Finnish businessman and writer (born 1978)

Hannu Rajaniemi (born 9 March 1978) is a Finnish-born writer and biotechnology entrepreneur. He has published literary works in fantasy and science fiction, and writes in both English and Finnish.

==Early life and education==
Rajaniemi was born in Ylivieska, Finland, in 1978.

He holds a BSc in mathematics from the University of Oulu, a Certificate of Advanced Study in Mathematics from the University of Cambridge and a PhD in mathematical physics from the University of Edinburgh. Prior to starting his PhD candidature, he completed his national service as a research scientist for the Finnish Defence Forces.

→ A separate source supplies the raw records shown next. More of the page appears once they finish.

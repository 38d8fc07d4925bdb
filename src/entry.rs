use serde::{Deserialize, Serialize};
use std::cmp::Ordering;
use std::path::{Path, PathBuf};

/// Display name of the synthetic go-to-parent entry.
pub const PARENT_NAME: &str = "..";

/// Kind of a directory entry. Serialized as `"file"` / `"folder"` on the wire.
#[derive(Debug, Clone, Copy, PartialEq, Eq, Serialize, Deserialize)]
#[serde(rename_all = "lowercase")]
pub enum EntryKind {
    File,
    Folder,
}

/// One file or folder record produced by a directory listing.
/// Identity is the path; the name is display-only.
#[derive(Debug, Clone, PartialEq, Eq)]
pub struct Entry {
    pub name: String,
    pub kind: EntryKind,
    pub size_bytes: Option<u64>,
    pub path: PathBuf,
}

impl Entry {
    pub fn file(name: impl Into<String>, path: impl Into<PathBuf>, size: u64) -> Self {
        Self {
            name: name.into(),
            kind: EntryKind::File,
            size_bytes: Some(size),
            path: path.into(),
        }
    }

    pub fn folder(name: impl Into<String>, path: impl Into<PathBuf>) -> Self {
        Self {
            name: name.into(),
            kind: EntryKind::Folder,
            size_bytes: None,
            path: path.into(),
        }
    }

    /// Synthetic `..` entry pointing at the parent of `listed_path`.
    pub fn parent_sentinel(listed_path: &Path) -> Option<Self> {
        listed_path.parent().map(|parent| Self {
            name: PARENT_NAME.to_string(),
            kind: EntryKind::Folder,
            size_bytes: None,
            path: parent.to_path_buf(),
        })
    }

    pub fn is_parent_sentinel(&self) -> bool {
        self.name == PARENT_NAME
    }

    pub fn is_folder(&self) -> bool {
        self.kind == EntryKind::Folder
    }
}

/// True for entries a listing must never contain (dotfiles).
pub fn is_hidden(name: &str) -> bool {
    name.starts_with('.')
}

/// Sort entries in listing order: folders before files, then case-insensitive
/// numeric-aware name order within each group. The `..` sentinel, if present,
/// stays first.
pub fn sort_entries(entries: &mut [Entry]) {
    entries.sort_by(|a, b| {
        match (a.is_parent_sentinel(), b.is_parent_sentinel()) {
            (true, false) => return Ordering::Less,
            (false, true) => return Ordering::Greater,
            _ => {}
        }
        match (a.kind, b.kind) {
            (EntryKind::Folder, EntryKind::File) => Ordering::Less,
            (EntryKind::File, EntryKind::Folder) => Ordering::Greater,
            _ => natural_cmp(&a.name, &b.name),
        }
    });
}

/// Case-insensitive comparison that orders embedded digit runs numerically,
/// so "file2" sorts before "file10".
pub fn natural_cmp(a: &str, b: &str) -> Ordering {
    let mut ca = a.chars().peekable();
    let mut cb = b.chars().peekable();

    loop {
        match (ca.peek().copied(), cb.peek().copied()) {
            (None, None) => return Ordering::Equal,
            (None, Some(_)) => return Ordering::Less,
            (Some(_), None) => return Ordering::Greater,
            (Some(x), Some(y)) => {
                if x.is_ascii_digit() && y.is_ascii_digit() {
                    let na = take_digits(&mut ca);
                    let nb = take_digits(&mut cb);
                    match compare_digit_runs(&na, &nb) {
                        Ordering::Equal => {}
                        other => return other,
                    }
                } else {
                    let xl = x.to_lowercase();
                    let yl = y.to_lowercase();
                    match xl.cmp(yl) {
                        Ordering::Equal => {
                            ca.next();
                            cb.next();
                        }
                        other => return other,
                    }
                }
            }
        }
    }
}

fn take_digits(chars: &mut std::iter::Peekable<std::str::Chars<'_>>) -> String {
    let mut run = String::new();
    while let Some(c) = chars.peek().copied() {
        if c.is_ascii_digit() {
            run.push(c);
            chars.next();
        } else {
            break;
        }
    }
    run
}

fn compare_digit_runs(a: &str, b: &str) -> Ordering {
    let a_trim = a.trim_start_matches('0');
    let b_trim = b.trim_start_matches('0');
    match a_trim.len().cmp(&b_trim.len()) {
        Ordering::Equal => a_trim.cmp(b_trim).then_with(|| a.len().cmp(&b.len())),
        other => other,
    }
}

pub fn format_size(size: u64) -> String {
    const KB: u64 = 1024;
    const MB: u64 = KB * 1024;
    const GB: u64 = MB * 1024;

    if size >= GB {
        format!("{:.2} GB", size as f64 / GB as f64)
    } else if size >= MB {
        format!("{:.2} MB", size as f64 / MB as f64)
    } else if size >= KB {
        format!("{:.2} KB", size as f64 / KB as f64)
    } else {
        format!("{} B", size)
    }
}

/// Middle-ellipsis truncation for card labels.
pub fn truncate_label(name: &str, max_chars: usize) -> String {
    let chars: Vec<char> = name.chars().collect();
    if chars.len() <= max_chars || max_chars < 5 {
        return name.to_string();
    }
    let keep = max_chars - 1;
    let head = keep / 2 + keep % 2;
    let tail = keep / 2;
    let mut out: String = chars[..head].iter().collect();
    out.push('…');
    out.extend(chars[chars.len() - tail..].iter());
    out
}

#[cfg(test)]
mod tests {
    use super::*;

    fn names(entries: &[Entry]) -> Vec<&str> {
        entries.iter().map(|e| e.name.as_str()).collect()
    }

    #[test]
    fn test_folders_sort_before_files() {
        let mut entries = vec![
            Entry::file("README.md", "/r/README.md", 10),
            Entry::folder("src", "/r/src"),
        ];
        sort_entries(&mut entries);
        assert_eq!(names(&entries), vec!["src", "README.md"]);
    }

    #[test]
    fn test_case_insensitive_within_group() {
        let mut entries = vec![
            Entry::file("zeta.txt", "/r/zeta.txt", 1),
            Entry::file("Alpha.txt", "/r/Alpha.txt", 1),
            Entry::file("beta.txt", "/r/beta.txt", 1),
        ];
        sort_entries(&mut entries);
        assert_eq!(names(&entries), vec!["Alpha.txt", "beta.txt", "zeta.txt"]);
    }

    #[test]
    fn test_numeric_aware_ordering() {
        assert_eq!(natural_cmp("file2", "file10"), Ordering::Less);
        assert_eq!(natural_cmp("file10", "file2"), Ordering::Greater);
        assert_eq!(natural_cmp("v1.2", "v1.10"), Ordering::Less);
        assert_eq!(natural_cmp("abc", "ABC"), Ordering::Equal);
        assert_eq!(natural_cmp("a02", "a2"), Ordering::Greater); // longer zero-padded run loses ties
    }

    #[test]
    fn test_parent_sentinel_stays_first() {
        let mut entries = vec![
            Entry::file("a.txt", "/r/a.txt", 1),
            Entry::parent_sentinel(Path::new("/r")).unwrap(),
            Entry::folder("zoo", "/r/zoo"),
        ];
        sort_entries(&mut entries);
        assert_eq!(names(&entries), vec!["..", "zoo", "a.txt"]);
    }

    #[test]
    fn test_parent_sentinel_of_root_is_none() {
        assert!(Entry::parent_sentinel(Path::new("/")).is_none());
        let sentinel = Entry::parent_sentinel(Path::new("/home/user")).unwrap();
        assert_eq!(sentinel.path, PathBuf::from("/home"));
        assert!(sentinel.is_parent_sentinel());
        assert!(sentinel.is_folder());
    }

    #[test]
    fn test_hidden_detection() {
        assert!(is_hidden(".git"));
        assert!(is_hidden(".DS_Store"));
        assert!(!is_hidden("src"));
    }

    #[test]
    fn test_format_size() {
        assert_eq!(format_size(512), "512 B");
        assert_eq!(format_size(2048), "2.00 KB");
        assert_eq!(format_size(5 * 1024 * 1024), "5.00 MB");
    }

    #[test]
    fn test_truncate_label() {
        assert_eq!(truncate_label("short.txt", 20), "short.txt");
        let long = "a_very_long_file_name_indeed.tar.gz";
        let truncated = truncate_label(long, 15);
        assert_eq!(truncated.chars().count(), 15);
        assert!(truncated.contains('…'));
        assert!(truncated.starts_with("a_very"));
        assert!(truncated.ends_with("tar.gz"));
    }
}
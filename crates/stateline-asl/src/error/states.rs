//! The closed error-name taxonomy
//!
//! Reserved error names are fixed strings consumed by downstream tooling and
//! by workflow definitions' own `Catch`/`Retry` error-matching clauses. The
//! mapping from variant to string is stable and must reproduce the platform's
//! documented names exactly (a timeout serializes as `States.Timeout`).

use serde::{Deserialize, Serialize, Serializer};

/// Reserved error names of the workflow definition language
#[derive(Debug, Clone, Copy, PartialEq, Eq, Hash)]
pub enum StatesErrorNameType {
    StatesAll,
    StatesHeartbeatTimeout,
    StatesTimeout,
    StatesTaskFailed,
    StatesPermissions,
    StatesResultPathMatchFailure,
    StatesParameterPathFailure,
    StatesBranchFailed,
    StatesNoChoiceMatched,
    StatesIntrinsicFailure,
    StatesExceedToleratedFailureThreshold,
    StatesItemReaderFailed,
    StatesResultWriterFailed,
    StatesRuntime,
}

impl StatesErrorNameType {
    /// Canonical string form
    pub fn as_str(&self) -> &'static str {
        match self {
            Self::StatesAll => "States.ALL",
            Self::StatesHeartbeatTimeout => "States.HeartbeatTimeout",
            Self::StatesTimeout => "States.Timeout",
            Self::StatesTaskFailed => "States.TaskFailed",
            Self::StatesPermissions => "States.Permissions",
            Self::StatesResultPathMatchFailure => "States.ResultPathMatchFailure",
            Self::StatesParameterPathFailure => "States.ParameterPathFailure",
            Self::StatesBranchFailed => "States.BranchFailed",
            Self::StatesNoChoiceMatched => "States.NoChoiceMatched",
            Self::StatesIntrinsicFailure => "States.IntrinsicFailure",
            Self::StatesExceedToleratedFailureThreshold => {
                "States.ExceedToleratedFailureThreshold"
            }
            Self::StatesItemReaderFailed => "States.ItemReaderFailed",
            Self::StatesResultWriterFailed => "States.ResultWriterFailed",
            Self::StatesRuntime => "States.Runtime",
        }
    }

    /// Resolve a canonical string back to its reserved name
    pub fn from_name(name: &str) -> Option<Self> {
        let typ = match name {
            "States.ALL" => Self::StatesAll,
            "States.HeartbeatTimeout" => Self::StatesHeartbeatTimeout,
            "States.Timeout" => Self::StatesTimeout,
            "States.TaskFailed" => Self::StatesTaskFailed,
            "States.Permissions" => Self::StatesPermissions,
            "States.ResultPathMatchFailure" => Self::StatesResultPathMatchFailure,
            "States.ParameterPathFailure" => Self::StatesParameterPathFailure,
            "States.BranchFailed" => Self::StatesBranchFailed,
            "States.NoChoiceMatched" => Self::StatesNoChoiceMatched,
            "States.IntrinsicFailure" => Self::StatesIntrinsicFailure,
            "States.ExceedToleratedFailureThreshold" => {
                Self::StatesExceedToleratedFailureThreshold
            }
            "States.ItemReaderFailed" => Self::StatesItemReaderFailed,
            "States.ResultWriterFailed" => Self::StatesResultWriterFailed,
            "States.Runtime" => Self::StatesRuntime,
            _ => return None,
        };
        Some(typ)
    }
}

impl std::fmt::Display for StatesErrorNameType {
    fn fmt(&self, f: &mut std::fmt::Formatter<'_>) -> std::fmt::Result {
        f.write_str(self.as_str())
    }
}

/// An error name: reserved, or a custom user-defined passthrough
///
/// Custom names come from the workflow definition (a Fail state's `Error`
/// field, an integration's application-level error code) and flow through
/// classification unchanged. Resolving a known `States.*` string yields the
/// reserved variant; unknown `States.`-prefixed strings are kept verbatim —
/// rejecting them is the definition validator's job, not this layer's.
#[derive(Debug, Clone, PartialEq, Eq, Hash)]
pub enum ErrorName {
    States(StatesErrorNameType),
    Custom(String),
}

impl ErrorName {
    /// Resolve a string into a reserved name where possible
    pub fn from_name(name: impl Into<String>) -> Self {
        let name = name.into();
        match StatesErrorNameType::from_name(&name) {
            Some(typ) => Self::States(typ),
            None => Self::Custom(name),
        }
    }

    /// Canonical string form
    pub fn as_str(&self) -> &str {
        match self {
            Self::States(typ) => typ.as_str(),
            Self::Custom(name) => name.as_str(),
        }
    }

    /// Check this name against a `Retry`/`Catch` matching pattern
    ///
    /// `States.ALL` matches every name; a pattern ending in `.*` matches any
    /// name with that prefix (`"Storage.*"` matches `"Storage.Throttled"`);
    /// anything else is an exact match.
    pub fn is_matched_by(&self, pattern: &str) -> bool {
        if pattern == StatesErrorNameType::StatesAll.as_str() {
            return true;
        }
        if let Some(prefix) = pattern.strip_suffix(".*") {
            return self
                .as_str()
                .strip_prefix(prefix)
                .is_some_and(|rest| rest.starts_with('.'));
        }
        self.as_str() == pattern
    }
}

impl From<StatesErrorNameType> for ErrorName {
    fn from(typ: StatesErrorNameType) -> Self {
        Self::States(typ)
    }
}

impl std::fmt::Display for ErrorName {
    fn fmt(&self, f: &mut std::fmt::Formatter<'_>) -> std::fmt::Result {
        f.write_str(self.as_str())
    }
}

impl Serialize for ErrorName {
    fn serialize<S: Serializer>(&self, serializer: S) -> Result<S::Ok, S::Error> {
        serializer.serialize_str(self.as_str())
    }
}

impl<'de> Deserialize<'de> for ErrorName {
    fn deserialize<D: serde::Deserializer<'de>>(deserializer: D) -> Result<Self, D::Error> {
        let name = String::deserialize(deserializer)?;
        Ok(Self::from_name(name))
    }
}
//! Delegated-credential resolution
//!
//! A Task state may declare a cross-principal delegation expression (an
//! assumable role reference, optionally with a session name). Resolution
//! happens per attempt; the computed material lives for that attempt only —
//! it is never cached, and its `Debug` form never prints the values.

use serde_json::Value;

use super::parameters::Parameters;
use crate::eval::{eval_to_value, json_type_name, Environment, EvalError, Expression, Literal};

/// The declared, unevaluated delegation expression of a state
pub struct Credentials {
    expression: Box<dyn Expression>,
}

impl Credentials {
    /// Wrap a compiled delegation expression
    pub fn new(expression: impl Expression + 'static) -> Self {
        Self {
            expression: Box::new(expression),
        }
    }

    /// A constant delegation declaration
    pub fn literal(value: Value) -> Self {
        Self::new(Literal(value))
    }
}

impl std::fmt::Debug for Credentials {
    fn fmt(&self, f: &mut std::fmt::Formatter<'_>) -> std::fmt::Result {
        f.write_str("Credentials(..)")
    }
}

/// Resolved short-lived credential material for one execution attempt
///
/// Empty when the state declares no delegation. Dropped at the end of the
/// attempt that computed it.
#[derive(Clone, Default, PartialEq, Eq)]
pub struct ComputedCredentials(Parameters);

impl ComputedCredentials {
    /// Whether any delegation was resolved
    pub fn is_empty(&self) -> bool {
        self.0.is_empty()
    }

    /// Number of resolved entries
    pub fn len(&self) -> usize {
        self.0.len()
    }

    /// Look up one entry of the resolved bundle
    pub fn get(&self, key: &str) -> Option<&Value> {
        self.0.get(key)
    }

    /// Consume the bundle, exposing the raw mapping to the integration call
    pub fn into_inner(self) -> Parameters {
        self.0
    }
}

impl From<Parameters> for ComputedCredentials {
    fn from(map: Parameters) -> Self {
        Self(map)
    }
}

// Credential material must never reach logs, including via {:?}
impl std::fmt::Debug for ComputedCredentials {
    fn fmt(&self, f: &mut std::fmt::Formatter<'_>) -> std::fmt::Result {
        write!(f, "ComputedCredentials({} entries, redacted)", self.0.len())
    }
}

/// Resolve a state's credential declaration for one execution attempt
///
/// An absent declaration yields the empty bundle without touching the
/// environment. Evaluation errors propagate unchanged — classification is
/// the caller's responsibility, not this component's.
pub fn resolve(
    declaration: Option<&Credentials>,
    env: &mut Environment,
) -> Result<ComputedCredentials, EvalError> {
    let Some(credentials) = declaration else {
        return Ok(ComputedCredentials::default());
    };

    match eval_to_value(&*credentials.expression, env)? {
        Value::Object(map) => Ok(ComputedCredentials(map)),
        other => Err(EvalError::UnexpectedType {
            expected: "an object",
            found: json_type_name(&other),
        }),
    }
}

#[cfg(test)]
mod tests {
    use super::*;
    use serde_json::json;

    #[test]
    fn test_absent_declaration_yields_empty_bundle() {
        let mut env = Environment::new("exec:demo:1");
        let resolved = resolve(None, &mut env).unwrap();

        assert!(resolved.is_empty());
        assert_eq!(env.stack_depth(), 0);
    }

    #[test]
    fn test_declared_delegation_is_returned_unmodified() {
        let mut env = Environment::new("exec:demo:1");
        let credentials = Credentials::literal(json!({
            "RoleArn": "arn:aws:iam::123456789012:role/cross-account",
        }));

        let resolved = resolve(Some(&credentials), &mut env).unwrap();
        assert_eq!(resolved.len(), 1);
        assert_eq!(
            resolved.get("RoleArn").unwrap(),
            "arn:aws:iam::123456789012:role/cross-account"
        );
    }

    #[test]
    fn test_debug_redacts_values() {
        let credentials: ComputedCredentials = {
            let mut map = Parameters::new();
            map.insert("SecretAccessKey".to_string(), json!("hunter2"));
            map.into()
        };

        let debug = format!("{credentials:?}");
        assert!(!debug.contains("hunter2"));
        assert!(!debug.contains("SecretAccessKey"));
        assert!(debug.contains("1 entries"));
    }

    #[test]
    fn test_evaluation_errors_propagate_unchanged() {
        let mut env = Environment::new("exec:demo:1");
        let credentials = Credentials::new(|_env: &mut Environment| -> Result<(), EvalError> {
            Err(EvalError::Expression("unknown path $.role".to_string()))
        });

        let err = resolve(Some(&credentials), &mut env).unwrap_err();
        assert!(matches!(err, EvalError::Expression(_)));
    }

    #[test]
    fn test_non_object_delegation_is_a_definition_defect() {
        let mut env = Environment::new("exec:demo:1");
        let credentials = Credentials::literal(json!("just-a-string"));

        let err = resolve(Some(&credentials), &mut env).unwrap_err();
        assert!(matches!(err, EvalError::UnexpectedType { .. }));
    }
}
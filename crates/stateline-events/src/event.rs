//! History events and their type tags

use chrono::{DateTime, Utc};
use serde::{Deserialize, Serialize};

use crate::detail::HistoryEventDetails;

/// Type tag for a history event
///
/// Entry/exit tags exist per state kind: each kind of state announces itself
/// with its own entered/exited pair (a Fail state has no exited tag — it is
/// terminal). Task lifecycle tags cover the interaction with the bound
/// service, and execution-level tags bracket the execution itself.
#[derive(Debug, Clone, Copy, Serialize, Deserialize, PartialEq, Eq, Hash)]
pub enum HistoryEventType {
    // Execution lifecycle
    ExecutionStarted,
    ExecutionSucceeded,
    ExecutionFailed,
    ExecutionAborted,
    ExecutionTimedOut,

    // State entry/exit, one pair per state kind
    ChoiceStateEntered,
    ChoiceStateExited,
    FailStateEntered,
    MapStateEntered,
    MapStateExited,
    ParallelStateEntered,
    ParallelStateExited,
    PassStateEntered,
    PassStateExited,
    SucceedStateEntered,
    SucceedStateExited,
    TaskStateEntered,
    TaskStateExited,
    WaitStateEntered,
    WaitStateExited,

    // Task/service interaction
    TaskScheduled,
    TaskStarted,
    TaskSubmitted,
    TaskSucceeded,
    TaskFailed,
    TaskTimedOut,
}

impl HistoryEventType {
    /// Canonical string form, identical to the serialized representation
    pub fn as_str(&self) -> &'static str {
        match self {
            Self::ExecutionStarted => "ExecutionStarted",
            Self::ExecutionSucceeded => "ExecutionSucceeded",
            Self::ExecutionFailed => "ExecutionFailed",
            Self::ExecutionAborted => "ExecutionAborted",
            Self::ExecutionTimedOut => "ExecutionTimedOut",
            Self::ChoiceStateEntered => "ChoiceStateEntered",
            Self::ChoiceStateExited => "ChoiceStateExited",
            Self::FailStateEntered => "FailStateEntered",
            Self::MapStateEntered => "MapStateEntered",
            Self::MapStateExited => "MapStateExited",
            Self::ParallelStateEntered => "ParallelStateEntered",
            Self::ParallelStateExited => "ParallelStateExited",
            Self::PassStateEntered => "PassStateEntered",
            Self::PassStateExited => "PassStateExited",
            Self::SucceedStateEntered => "SucceedStateEntered",
            Self::SucceedStateExited => "SucceedStateExited",
            Self::TaskStateEntered => "TaskStateEntered",
            Self::TaskStateExited => "TaskStateExited",
            Self::WaitStateEntered => "WaitStateEntered",
            Self::WaitStateExited => "WaitStateExited",
            Self::TaskScheduled => "TaskScheduled",
            Self::TaskStarted => "TaskStarted",
            Self::TaskSubmitted => "TaskSubmitted",
            Self::TaskSucceeded => "TaskSucceeded",
            Self::TaskFailed => "TaskFailed",
            Self::TaskTimedOut => "TaskTimedOut",
        }
    }

    /// Check if this event type ends the execution
    pub fn is_terminal(&self) -> bool {
        matches!(
            self,
            Self::ExecutionSucceeded
                | Self::ExecutionFailed
                | Self::ExecutionAborted
                | Self::ExecutionTimedOut
        )
    }
}

impl std::fmt::Display for HistoryEventType {
    fn fmt(&self, f: &mut std::fmt::Formatter<'_>) -> std::fmt::Result {
        f.write_str(self.as_str())
    }
}

/// An immutable record appended to an execution's audit trail
///
/// Events are ordered by `id` within one execution; `previous_event_id`
/// links each event to its predecessor (0 for the first event). Events are
/// never rewritten — a failed attempt is recorded as a new event, not an
/// edit of an old one.
#[derive(Debug, Clone, Serialize, Deserialize, PartialEq)]
#[serde(rename_all = "camelCase")]
pub struct HistoryEvent {
    /// Position in the execution's history, starting at 1
    pub id: u64,

    /// Id of the preceding event (0 for the first event)
    pub previous_event_id: u64,

    /// When the event was recorded
    pub timestamp: DateTime<Utc>,

    /// Event type tag
    #[serde(rename = "type")]
    pub event_type: HistoryEventType,

    /// Category-specific payload, keyed by its schema field name
    /// (a `None` flattens to nothing)
    #[serde(flatten)]
    pub details: Option<HistoryEventDetails>,
}

#[cfg(test)]
mod tests {
    use super::*;
    use crate::detail::TaskTimedOutEventDetails;

    #[test]
    fn test_event_type_serializes_to_platform_name() {
        let json = serde_json::to_string(&HistoryEventType::TaskStateEntered).unwrap();
        assert_eq!(json, "\"TaskStateEntered\"");

        let json = serde_json::to_string(&HistoryEventType::TaskTimedOut).unwrap();
        assert_eq!(json, "\"TaskTimedOut\"");
    }

    #[test]
    fn test_as_str_matches_serialized_form() {
        for event_type in [
            HistoryEventType::ExecutionStarted,
            HistoryEventType::TaskStateEntered,
            HistoryEventType::TaskStateExited,
            HistoryEventType::TaskFailed,
            HistoryEventType::TaskTimedOut,
            HistoryEventType::FailStateEntered,
        ] {
            let json = serde_json::to_string(&event_type).unwrap();
            assert_eq!(json, format!("\"{}\"", event_type.as_str()));
        }
    }

    #[test]
    fn test_is_terminal() {
        assert!(HistoryEventType::ExecutionFailed.is_terminal());
        assert!(HistoryEventType::ExecutionAborted.is_terminal());
        assert!(!HistoryEventType::TaskStateExited.is_terminal());
        assert!(!HistoryEventType::TaskFailed.is_terminal());
    }

    #[test]
    fn test_history_event_wire_shape() {
        let event = HistoryEvent {
            id: 3,
            previous_event_id: 2,
            timestamp: Utc::now(),
            event_type: HistoryEventType::TaskTimedOut,
            details: Some(HistoryEventDetails::TaskTimedOut(
                TaskTimedOutEventDetails {
                    resource_type: "storage".to_string(),
                    resource: "putRecord".to_string(),
                    error: Some("States.Timeout".to_string()),
                    cause: None,
                },
            )),
        };

        let value = serde_json::to_value(&event).unwrap();
        assert_eq!(value["id"], 3);
        assert_eq!(value["previousEventId"], 2);
        assert_eq!(value["type"], "TaskTimedOut");
        assert_eq!(
            value["taskTimedOutEventDetails"]["error"],
            "States.Timeout"
        );
        assert_eq!(
            value["taskTimedOutEventDetails"]["resourceType"],
            "storage"
        );

        let parsed: HistoryEvent = serde_json::from_value(value).unwrap();
        assert_eq!(parsed, event);
    }

    #[test]
    fn test_history_event_without_details() {
        let event = HistoryEvent {
            id: 1,
            previous_event_id: 0,
            timestamp: Utc::now(),
            event_type: HistoryEventType::ExecutionStarted,
            details: None,
        };

        let value = serde_json::to_value(&event).unwrap();
        let object = value.as_object().unwrap();
        assert!(!object.keys().any(|k| k.ends_with("EventDetails")));

        let parsed: HistoryEvent = serde_json::from_value(value).unwrap();
        assert_eq!(parsed.details, None);
    }
}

While pursuing his PhD in Edinburgh, Rajaniemi joined Writers' Bloc, a writers' group in Edinburgh that organizes semi-regular spoken-word performances and

==Literary career==
Early works include his first published short story, "Shibuya No Love", in 2003 and his short story "Deus Ex Homine" in Nova Scotia, a 2005 anthology of Scottish science fiction and fantasy, which caught the attention of his current literary agent, John Jarrold.

Rajaniemi gained attention in October 2008 when Jarrold secured a three-book deal for him with Gollancz, on the basis of only twenty-four double-spaced pages.
His debut novel, The Quantum Thief, was published in September 2010 by Gollancz in Britain and was published in May 2011 by Tor Books in the U.S. The novel was nominated for the 2011 Locus Award for Best First Novel. A sequel, The Fractal Prince, was published in September 2012 by Gollancz in Britain, and in October 2012 by Tor in the U.S. The third book in the series, The Causal Angel, was published in July 2014 by Gollancz in the U.K. and by Tor in the U.S. A standalone espionage procedural, Summerland was published in 2018 to a mixed reception.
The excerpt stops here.